The author presents three decades of experience in the management of anterior chest wall
deformities. During this period more than 800 operations were performed on patients with
pectus excavatum and carinatum. In this series, there was no death and serious complications were rare. The author believes that the principles on which surgical treatment of
pectus excavatum should be based are as follows: (1) bilateral removal of the "culprit" costal cartilages, (2) adequate mobilization of the sternum and correction of the sternal positional
deformity by transverse
osteotomy, (3) stabilizing the corrected position of the sternum with a substernal "hammock" support.
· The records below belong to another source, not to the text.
use crate::state::AppState;
use axum::Router;

pub mod favorites;
pub mod handlers;
pub mod visits;

pub fn router() -> Router<AppState> {
    handlers::collection_routes()
}
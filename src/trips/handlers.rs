use axum::{
    extract::{Path, State},
    routing::{get, patch, post},
    Json, Router,
};
use serde::Serialize;
use time::OffsetDateTime;
use tracing::{info, instrument};

use super::{
    model::{
        ItemCategory, NewTripItem, NewTripList, TripItem, TripItemPatch, TripList, TripListPatch,
        CATEGORIES,
    },
    store::TripListStore,
};
use crate::{
    auth::{dto::SuccessResponse, extractors::AuthUser},
    error::{AppError, AppResult},
    state::AppState,
};

/// A trip list as sent to clients, with its rounded completion.
#[derive(Debug, Serialize)]
#[serde(rename_all = "camelCase")]
pub struct TripListView {
    #[serde(flatten)]
    pub list: TripList,
    pub completion_percent: u32,
}

/// Lists plus the storage error, if the collection could not be read.
#[derive(Debug, Serialize)]
pub struct TripListsResponse {
    pub lists: Vec<TripListView>,
    #[serde(skip_serializing_if = "Option::is_none")]
    pub error: Option<String>,
}

impl TripListsResponse {
    fn empty() -> Self {
        Self {
            lists: Vec::new(),
            error: None,
        }
    }

    fn from_store(store: &TripListStore, lists: Vec<TripList>) -> Self {
        Self {
            lists: lists.into_iter().map(TripListView::from).collect(),
            error: store.error().map(str::to_string),
        }
    }
}

impl From<TripList> for TripListView {
    fn from(list: TripList) -> Self {
        let completion_percent = list.completion_rounded();
        Self {
            list,
            completion_percent,
        }
    }
}

pub fn trip_routes() -> Router<AppState> {
    Router::new()
        .route("/trips", get(list_trips).post(create_trip))
        .route("/trips/upcoming", get(upcoming_trips))
        .route("/trips/categories", get(categories))
        .route(
            "/trips/:list_id",
            get(get_trip).patch(update_trip).delete(delete_trip),
        )
        .route("/trips/:list_id/items", post(add_item))
        .route(
            "/trips/:list_id/items/:item_id",
            patch(update_item).delete(delete_item),
        )
        .route("/trips/:list_id/items/:item_id/toggle", post(toggle_item))
}

async fn open_store(state: &AppState, user: &Option<AuthUser>) -> Option<TripListStore> {
    match user {
        Some(u) => Some(TripListStore::load(state.kv.clone(), u.id()).await),
        None => None,
    }
}

/// Fails the request if the last write did not reach storage.
fn persisted<T>(store: &TripListStore, value: T) -> AppResult<T> {
    match store.error() {
        Some(e) => Err(AppError::Storage(e.to_string())),
        None => Ok(value),
    }
}

#[instrument(skip(state, user))]
pub async fn list_trips(
    State(state): State<AppState>,
    user: Option<AuthUser>,
) -> Json<TripListsResponse> {
    let Some(store) = open_store(&state, &user).await else {
        return Json(TripListsResponse::empty());
    };
    Json(TripListsResponse::from_store(&store, store.sorted()))
}

#[instrument(skip(state, user))]
pub async fn upcoming_trips(
    State(state): State<AppState>,
    user: Option<AuthUser>,
) -> Json<TripListsResponse> {
    let Some(store) = open_store(&state, &user).await else {
        return Json(TripListsResponse::empty());
    };
    let today = OffsetDateTime::now_utc().date();
    Json(TripListsResponse::from_store(&store, store.upcoming(today)))
}

pub async fn categories() -> Json<[ItemCategory; 6]> {
    Json(CATEGORIES)
}

#[instrument(skip(state, user, payload))]
pub async fn create_trip(
    State(state): State<AppState>,
    user: Option<AuthUser>,
    Json(payload): Json<NewTripList>,
) -> AppResult<Json<Option<TripListView>>> {
    if payload.name.trim().is_empty() || payload.destination.trim().is_empty() {
        return Err(AppError::Validation("Name and destination are required".into()));
    }
    if payload.end_date < payload.start_date {
        return Err(AppError::Validation("End date is before start date".into()));
    }
    let Some(mut store) = open_store(&state, &user).await else {
        return Ok(Json(None));
    };
    let list = store.create(payload).await;
    let list = persisted(&store, list)?;
    info!(list_id = %list.id, "trip list created");
    Ok(Json(Some(list.into())))
}

#[instrument(skip(state, user))]
pub async fn get_trip(
    State(state): State<AppState>,
    user: Option<AuthUser>,
    Path(list_id): Path<String>,
) -> AppResult<Json<Option<TripListView>>> {
    let Some(store) = open_store(&state, &user).await else {
        return Ok(Json(None));
    };
    Ok(Json(Some(store.get(&list_id)?.clone().into())))
}

#[instrument(skip(state, user, payload))]
pub async fn update_trip(
    State(state): State<AppState>,
    user: Option<AuthUser>,
    Path(list_id): Path<String>,
    Json(payload): Json<TripListPatch>,
) -> AppResult<Json<Option<TripListView>>> {
    let Some(mut store) = open_store(&state, &user).await else {
        return Ok(Json(None));
    };
    let list = store.update(&list_id, payload).await?;
    Ok(Json(Some(persisted(&store, list)?.into())))
}

#[instrument(skip(state, user))]
pub async fn delete_trip(
    State(state): State<AppState>,
    user: Option<AuthUser>,
    Path(list_id): Path<String>,
) -> AppResult<Json<SuccessResponse>> {
    let Some(mut store) = open_store(&state, &user).await else {
        return Ok(Json(SuccessResponse { success: false }));
    };
    store.delete(&list_id).await?;
    persisted(&store, ())?;
    info!(%list_id, "trip list deleted");
    Ok(Json(SuccessResponse { success: true }))
}

#[instrument(skip(state, user, payload))]
pub async fn add_item(
    State(state): State<AppState>,
    user: Option<AuthUser>,
    Path(list_id): Path<String>,
    Json(payload): Json<NewTripItem>,
) -> AppResult<Json<Option<TripItem>>> {
    if payload.text.trim().is_empty() {
        return Err(AppError::Validation("Item text is required".into()));
    }
    let Some(mut store) = open_store(&state, &user).await else {
        return Ok(Json(None));
    };
    let item = store.add_item(&list_id, payload).await?;
    Ok(Json(Some(persisted(&store, item)?)))
}

#[instrument(skip(state, user, payload))]
pub async fn update_item(
    State(state): State<AppState>,
    user: Option<AuthUser>,
    Path((list_id, item_id)): Path<(String, String)>,
    Json(payload): Json<TripItemPatch>,
) -> AppResult<Json<Option<TripItem>>> {
    let Some(mut store) = open_store(&state, &user).await else {
        return Ok(Json(None));
    };
    let item = store.update_item(&list_id, &item_id, payload).await?;
    Ok(Json(Some(persisted(&store, item)?)))
}

#[instrument(skip(state, user))]
pub async fn delete_item(
    State(state): State<AppState>,
    user: Option<AuthUser>,
    Path((list_id, item_id)): Path<(String, String)>,
) -> AppResult<Json<SuccessResponse>> {
    let Some(mut store) = open_store(&state, &user).await else {
        return Ok(Json(SuccessResponse { success: false }));
    };
    store.delete_item(&list_id, &item_id).await?;
    persisted(&store, ())?;
    Ok(Json(SuccessResponse { success: true }))
}

#[instrument(skip(state, user))]
pub async fn toggle_item(
    State(state): State<AppState>,
    user: Option<AuthUser>,
    Path((list_id, item_id)): Path<(String, String)>,
) -> AppResult<Json<Option<TripItem>>> {
    let Some(mut store) = open_store(&state, &user).await else {
        return Ok(Json(None));
    };
    let item = store.toggle_item(&list_id, &item_id).await?;
    Ok(Json(Some(persisted(&store, item)?)))
}
use serde::{Deserialize, Serialize};

/// Type of JWT: access or refresh.
#[derive(Debug, Clone, Copy, Serialize, Deserialize, PartialEq, Eq)]
#[serde(rename_all = "lowercase")]
pub enum TokenKind {
    #[serde(alias = "Access")]
    Access,
    #[serde(alias = "Refresh")]
    Refresh,
}

/// JWT payload used for authentication.
#[derive(Debug, Clone, Serialize, Deserialize)]
pub struct Claims {
    pub sub: i64,        // user ID
    pub iat: usize,      // issued at (unix timestamp)
    pub exp: usize,      // expires at (unix timestamp)
    pub iss: String,     // issuer
    pub aud: String,     // audience
    pub kind: TokenKind, // token type
}
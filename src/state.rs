use std::sync::Arc;

use sqlx::SqlitePool;

use crate::{
    config::AppConfig,
    db,
    mail::{self, notifier::Notifier, Mailer},
    session::SessionStore,
    storage::{FsKvStore, KvStore},
};

#[derive(Clone)]
pub struct AppState {
    pub db: SqlitePool,
    pub config: Arc<AppConfig>,
    pub kv: Arc<dyn KvStore>,
    pub sessions: Arc<SessionStore>,
    pub mailer: Arc<dyn Mailer>,
    pub notifier: Arc<Notifier>,
}

impl AppState {
    pub async fn init() -> anyhow::Result<Self> {
        let config = Arc::new(AppConfig::from_env()?);
        let db = db::connect(&config.database_url).await?;
        let kv = Arc::new(FsKvStore::new(config.storage_dir.clone()).await?) as Arc<dyn KvStore>;
        let mailer = mail::mailer_from_config(&config.mail)?;
        Self::from_parts(db, config, kv, mailer)
    }

    pub fn from_parts(
        db: SqlitePool,
        config: Arc<AppConfig>,
        kv: Arc<dyn KvStore>,
        mailer: Arc<dyn Mailer>,
    ) -> anyhow::Result<Self> {
        let sessions = Arc::new(SessionStore::new(kv.clone()));
        let notifier = Arc::new(Notifier::new(mailer.clone(), &config.base_url)?);
        Ok(Self {
            db,
            config,
            kv,
            sessions,
            mailer,
            notifier,
        })
    }
}
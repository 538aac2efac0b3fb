use async_trait::async_trait;
use serde::Deserialize;
use tracing::{debug, warn};

use super::{EmailMessage, MailError, Mailer, SendReceipt};

/// Response body of an email dispatch endpoint.
#[derive(Debug, Deserialize)]
#[serde(rename_all = "camelCase")]
pub struct EndpointResponse {
    pub success: bool,
    pub message_id: Option<String>,
    pub error: Option<String>,
}

/// Posts `{to, subject, html}` to an HTTP email endpoint such as `/api/send-email`.
pub struct EndpointMailer {
    client: reqwest::Client,
    url: String,
}

impl EndpointMailer {
    pub fn new(url: &str) -> Self {
        Self {
            client: reqwest::Client::new(),
            url: url.to_string(),
        }
    }
}

#[async_trait]
impl Mailer for EndpointMailer {
    async fn send(&self, message: &EmailMessage) -> Result<SendReceipt, MailError> {
        let res = self
            .client
            .post(&self.url)
            .json(message)
            .send()
            .await
            .map_err(|e| MailError::Transport(e.to_string()))?;

        let status = res.status();
        let raw = res
            .text()
            .await
            .map_err(|e| MailError::Transport(e.to_string()))?;
        let body = serde_json::from_str::<EndpointResponse>(&raw);

        if !status.is_success() {
            let reason = body
                .ok()
                .and_then(|b| b.error)
                .unwrap_or_else(|| format!("status {status}"));
            warn!(%status, error = %reason, "email endpoint refused message");
            return Err(MailError::Rejected(reason));
        }

        let body = body
            .map_err(|e| MailError::Transport(format!("unreadable endpoint response: {e}")))?;
        if !body.success {
            let reason = body.error.unwrap_or_else(|| "endpoint reported failure".into());
            warn!(%status, error = %reason, "email endpoint refused message");
            return Err(MailError::Rejected(reason));
        }
        debug!(to = %message.to, "email endpoint accepted message");
        Ok(SendReceipt {
            message_id: body.message_id.unwrap_or_default(),
        })
    }
}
Using this technique the author developed new surgical techniques for the correction of different varieties of chest wall
deformities:
Pectus excavatum, asymmetric
pectus excavatum,
pectus carinatum with xiphoid angulation, horizontal
pectus excavatum, asymmetric
pectus carinatum, chondrosternal prominence with chondrogladiolar depression, and recurrent
pectus excavatum. The present method applied for correction of
pectus excavatum utilizes the above principles and a substernal
Marlex mesh support with bilateral muscle coverage. For carinatum repair, the author routinely uses positional correction of the sternum and sternal shortening. Patients who have significant pectus
deformities should undergo surgical repair, preferably between one and eight years of age.